Mandatory reporting of the actual CO2 emission measurement and fuel consumption determination in this global test cycle by the manufacturer at type-approval will pave the ground for an energy efficiency labelling system, which might be introduced at a later stage. This system will then support the consumer to compare vehicles while making a purchase selection based on additional important aspects like energy efficiency or greenhouse gas emissions, which is today not possible.

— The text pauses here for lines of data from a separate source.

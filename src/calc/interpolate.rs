//! Piecewise-linear lookup on a sorted reference curve.
//!
//! Queries outside the curve's range are clamped to the nearest boundary
//! point; there is no linear extrapolation past the outermost points.

/// One anchor on a reference curve.
#[derive(Debug, Clone, Copy, PartialEq)]
pub struct ReferencePoint {
    /// Independent variable (rotation in degrees, or weight in kg).
    pub value: f64,
    /// Sensitivity divided by the reference car's drivetrain factor.
    pub sens: f64,
}

impl ReferencePoint {
    pub fn new(value: f64, sens: f64) -> Self {
        Self { value, sens }
    }
}

/// A reference curve, always sorted ascending by `value`.
///
/// Points sharing a value are kept side by side in insertion order. When the
/// lookup settles on such a value, the first inserted point among them wins.
#[derive(Debug, Clone, Default, PartialEq)]
pub struct Curve {
    points: Vec<ReferencePoint>,
}

impl Curve {
    pub fn from_points(mut points: Vec<ReferencePoint>) -> Self {
        // Stable, so equal values keep their insertion order.
        points.sort_by(|a, b| a.value.total_cmp(&b.value));
        Self { points }
    }

    pub fn points(&self) -> &[ReferencePoint] {
        &self.points
    }

    pub fn len(&self) -> usize {
        self.points.len()
    }

    pub fn is_empty(&self) -> bool {
        self.points.is_empty()
    }

    pub fn interpolate(&self, query: f64) -> Option<f64> {
        interpolate(&self.points, query)
    }
}

/// Interpolate the normalized sensitivity at `query`.
///
/// `curve` must be sorted ascending by `value`. Returns `None` for an empty
/// curve. No rounding is applied here.
pub fn interpolate(curve: &[ReferencePoint], query: f64) -> Option<f64> {
    match curve {
        [] => None,
        [only] => Some(only.sens),
        _ => {
            let lower = lower_point(curve, query);
            let upper = upper_point(curve, query);

            if lower.value == upper.value {
                return Some(lower.sens);
            }

            let factor = (query - lower.value) / (upper.value - lower.value);
            Some(lower.sens + (upper.sens - lower.sens) * factor)
        }
    }
}

/// Round a sensitivity to an integer, half away from zero.
pub fn round_sens(value: f64) -> i32 {
    value.round() as i32
}

/// First point holding the greatest value `<= query`, or the first point.
fn lower_point(curve: &[ReferencePoint], query: f64) -> ReferencePoint {
    let end = curve.partition_point(|p| p.value <= query);
    if end == 0 {
        return curve[0];
    }
    let best = curve[end - 1].value;
    curve[curve.partition_point(|p| p.value < best)]
}

/// First point holding the smallest value `>= query`, or the first point
/// holding the largest value.
fn upper_point(curve: &[ReferencePoint], query: f64) -> ReferencePoint {
    let start = curve.partition_point(|p| p.value < query);
    if let Some(p) = curve.get(start) {
        return *p;
    }
    let best = curve[curve.len() - 1].value;
    curve[curve.partition_point(|p| p.value < best)]
}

3. Increased market surveillance
The Commission also deemed necessary to introduce enhanced market surveillance requirements to create a level playing field for all vehicle manufacturers in a sector where presence of non-compliant products may cause significant safety risks and environmental threats. The role and responsibilities of the authorities in the Member States in charge of type-approval and market surveillance are clarified in the Regulation, and the requirements relating to the competence, obligations and performance of the technical services that perform vehicle type-approval are reinforced. Even more important to the Commission are the objectives to ensure an equal treatment of non-compliant products throughout Europe, to protect fair economic operators against unfair competition from "black sheep" and restoring confidence in EU legislation.

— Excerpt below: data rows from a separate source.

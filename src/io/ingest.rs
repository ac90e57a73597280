//! CSV ingest and validation.
//!
//! Three inputs feed a run:
//!
//! - the car catalog (`id,name,drivetrain,rotation,weight_kg`)
//! - the reference cars (`drivetrain,rotation,weight_kg,gravel,tarmac,snow`)
//! - the personal file (`car_id,gravel,tarmac,snow,rotation`)
//!
//! Headers are matched case-insensitively. Bad rows are skipped and reported
//! with their line number instead of failing the whole file.

use std::collections::{HashMap, HashSet};
use std::fs::File;
use std::io::Read;
use std::path::Path;

use csv::StringRecord;

use crate::domain::{CalculationCar, CarFfbSens, CarInfo, CarRecord, FFB_SENS_MAX, FFB_SENS_MIN, PersonalCar, Surface};
use crate::error::AppError;

/// A row-level error encountered during ingest.
#[derive(Debug, Clone, PartialEq, Eq)]
pub struct RowError {
    pub line: usize,
    pub message: String,
}

/// Parsed rows plus what went wrong along the way.
#[derive(Debug, Clone)]
pub struct Ingested<T> {
    pub items: Vec<T>,
    pub row_errors: Vec<RowError>,
    pub rows_read: usize,
}

impl<T> Ingested<T> {
    fn log_row_errors(&self, what: &str) {
        for e in &self.row_errors {
            log::warn!("{what} line {}: {}", e.line, e.message);
        }
    }
}

pub fn load_catalog(path: &Path) -> Result<Ingested<CarRecord>, AppError> {
    let ingested = read_catalog(open(path, "catalog")?)?;
    ingested.log_row_errors("catalog");
    Ok(ingested)
}

pub fn load_references(path: &Path) -> Result<Ingested<CalculationCar>, AppError> {
    let ingested = read_references(open(path, "references")?)?;
    ingested.log_row_errors("references");
    Ok(ingested)
}

/// Load the personal file; a missing file reads as zero rows.
pub fn load_personal(path: &Path) -> Result<Ingested<PersonalCar>, AppError> {
    if !path.exists() {
        log::info!("personal file '{}' does not exist yet", path.display());
        return Ok(Ingested {
            items: Vec::new(),
            row_errors: Vec::new(),
            rows_read: 0,
        });
    }
    let ingested = read_personal(open(path, "personal")?)?;
    ingested.log_row_errors("personal");
    Ok(ingested)
}

/// Read the car catalog. Fails if no row is usable.
pub fn read_catalog<R: Read>(reader: R) -> Result<Ingested<CarRecord>, AppError> {
    let mut seen = HashSet::new();
    let ingested = read_rows(reader, &["id", "drivetrain", "rotation", "weight_kg"], |record, headers| {
        let info = CarInfo {
            id: parse_u32(get_required(record, headers, "id")?, "id")?,
            drivetrain: get_required(record, headers, "drivetrain")?.parse()?,
            rotation: parse_u32(get_required(record, headers, "rotation")?, "rotation")?,
            weight_kg: parse_u32(get_required(record, headers, "weight_kg")?, "weight_kg")?,
        };
        if !seen.insert(info.id) {
            return Err(format!("Duplicate car id {}", info.id));
        }
        let name = get_optional(record, headers, "name").unwrap_or_default().to_string();
        Ok(CarRecord { info, name })
    })?;

    if ingested.items.is_empty() {
        return Err(AppError::new(3, "No valid cars in the catalog."));
    }
    Ok(ingested)
}

/// Read reference cars. Sensitivity cells may be blank.
pub fn read_references<R: Read>(reader: R) -> Result<Ingested<CalculationCar>, AppError> {
    read_rows(reader, &["drivetrain", "rotation", "weight_kg"], |record, headers| {
        let mut ffb_sens = CarFfbSens::default();
        for surface in Surface::ALL {
            let value = parse_opt_i32(get_optional(record, headers, surface.name()), surface.name())?;
            if let Some(v) = value {
                check_sens_range(v, surface)?;
            }
            ffb_sens.set(surface, value);
        }

        Ok(CalculationCar {
            drivetrain: get_required(record, headers, "drivetrain")?.parse()?,
            rotation: parse_u32(get_required(record, headers, "rotation")?, "rotation")?,
            weight_kg: parse_u32(get_required(record, headers, "weight_kg")?, "weight_kg")?,
            ffb_sens,
        })
    })
}

/// Read personal records. A later row for the same car wins.
pub fn read_personal<R: Read>(reader: R) -> Result<Ingested<PersonalCar>, AppError> {
    read_rows(reader, &["car_id"], |record, headers| {
        let mut ffb_sens = CarFfbSens::default();
        for surface in Surface::ALL {
            ffb_sens.set(
                surface,
                parse_opt_i32(get_optional(record, headers, surface.name()), surface.name())?,
            );
        }
        let rotation = get_optional(record, headers, "rotation")
            .map(|s| parse_u32(s, "rotation"))
            .transpose()?;

        Ok(PersonalCar {
            car_id: parse_u32(get_required(record, headers, "car_id")?, "car_id")?,
            ffb_sens,
            rotation,
        })
    })
}

fn open(path: &Path, what: &str) -> Result<File, AppError> {
    File::open(path).map_err(|e| AppError::new(2, format!("Failed to open {what} CSV '{}': {e}", path.display())))
}

fn read_rows<R, T, F>(reader: R, required: &[&str], mut parse: F) -> Result<Ingested<T>, AppError>
where
    R: Read,
    F: FnMut(&StringRecord, &HashMap<String, usize>) -> Result<T, String>,
{
    let mut reader = csv::ReaderBuilder::new()
        .flexible(true)
        .trim(csv::Trim::All)
        .from_reader(reader);

    let headers = reader
        .headers()
        .map_err(|e| AppError::new(2, format!("Failed to read CSV headers: {e}")))?
        .clone();
    let header_map = build_header_map(&headers);

    for name in required {
        if !header_map.contains_key(*name) {
            return Err(AppError::new(2, format!("Missing required column: `{name}`")));
        }
    }

    let mut items = Vec::new();
    let mut row_errors = Vec::new();
    let mut rows_read = 0usize;

    for (idx, result) in reader.records().enumerate() {
        // +2: one for the header, one for 1-based line numbers.
        let line = idx + 2;
        rows_read += 1;

        let outcome = result
            .map_err(|e| format!("CSV parse error: {e}"))
            .and_then(|record| parse(&record, &header_map));
        match outcome {
            Ok(item) => items.push(item),
            Err(message) => row_errors.push(RowError { line, message }),
        }
    }

    Ok(Ingested {
        items,
        row_errors,
        rows_read,
    })
}

fn build_header_map(headers: &StringRecord) -> HashMap<String, usize> {
    headers
        .iter()
        .enumerate()
        .map(|(idx, name)| (normalize_header_name(name), idx))
        .collect()
}

fn normalize_header_name(name: &str) -> String {
    // Spreadsheet exports often prefix the first header with a UTF-8 BOM.
    let name = name.trim().trim_start_matches('\u{feff}');
    name.to_ascii_lowercase()
}

fn get_required<'a>(
    record: &'a StringRecord,
    header_map: &HashMap<String, usize>,
    name: &str,
) -> Result<&'a str, String> {
    let idx = header_map
        .get(name)
        .ok_or_else(|| format!("Missing required column: `{name}`"))?;
    record
        .get(*idx)
        .map(str::trim)
        .filter(|s| !s.is_empty())
        .ok_or_else(|| format!("Missing required value: `{name}`"))
}

fn get_optional<'a>(record: &'a StringRecord, header_map: &HashMap<String, usize>, name: &str) -> Option<&'a str> {
    let idx = header_map.get(name)?;
    record.get(*idx).map(str::trim).filter(|s| !s.is_empty())
}

fn parse_u32(s: &str, name: &str) -> Result<u32, String> {
    s.parse::<u32>()
        .map_err(|_| format!("Invalid `{name}` '{s}': expected a non-negative integer."))
}

fn parse_opt_i32(s: Option<&str>, name: &str) -> Result<Option<i32>, String> {
    s.map(|s| {
        s.parse::<i32>()
            .map_err(|_| format!("Invalid `{name}` '{s}': expected an integer."))
    })
    .transpose()
}

fn check_sens_range(value: i32, surface: Surface) -> Result<(), String> {
    if (FFB_SENS_MIN..=FFB_SENS_MAX).contains(&value) {
        Ok(())
    } else {
        Err(format!(
            "`{}` sensitivity {value} is outside {FFB_SENS_MIN}..={FFB_SENS_MAX}.",
            surface.name()
        ))
    }
}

4. Legislative simplification
All in all 15 Directives would be repealed. In concrete terms the existing framework Directive 2002/24/EC would be repealed by one new Council and Parliament Regulation. The current 14 associated, separate legislative acts of EU legislation laying down detailed technical requirements for the type-approval of L-category vehicles are proposed to be replaced by just 4 additional Regulations that will be proposed in the course of 2011 and 2012.
A further simplification measure is to refer wherever possible to globally harmonised vehicle legislation, such as that developed by the United Nations Economic Committee for Europe (UNECE), obviously without compromising the high standards to which vehicles already comply today in the EU.

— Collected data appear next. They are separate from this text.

use std::process::ExitCode;

fn main() -> ExitCode {
    match ffb_sens::app::run() {
        Ok(()) => ExitCode::SUCCESS,
        Err(err) => {
            eprintln!("{err}");
            ExitCode::from(err.exit_code())
        }
    }
}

5. Adaptation to new technologies
In the passenger car sector plug-in hybrids or full electric vehicles are just being introduced on the EU market, whereas these propulsion types are already mass-produced since a number of years in the L-category vehicle sector. However, the current legislative framework does not provide the same level of coverage for these new technologies to be type-approved as it does for traditionally propelled vehicles which are only equipped with a combustion engine. In order to improve this weakness the Commission will also adapt the measures in order to accommodate type approval of this new and near future anticipated technology.
This whole package of 5 Regulations is anticipated to become first applicable as of 1 January 2013.
This main proposal containing among others the scope, vehicle categories, emission limits and much more will be subsequently followed in the coming two years by four additional Regulations containing the test procedures, technical details and administrative provisions.
This whole package of 5 Regulations now goes to Council and the European parliament, and is anticipated to become first applicable as of 1 January 2013.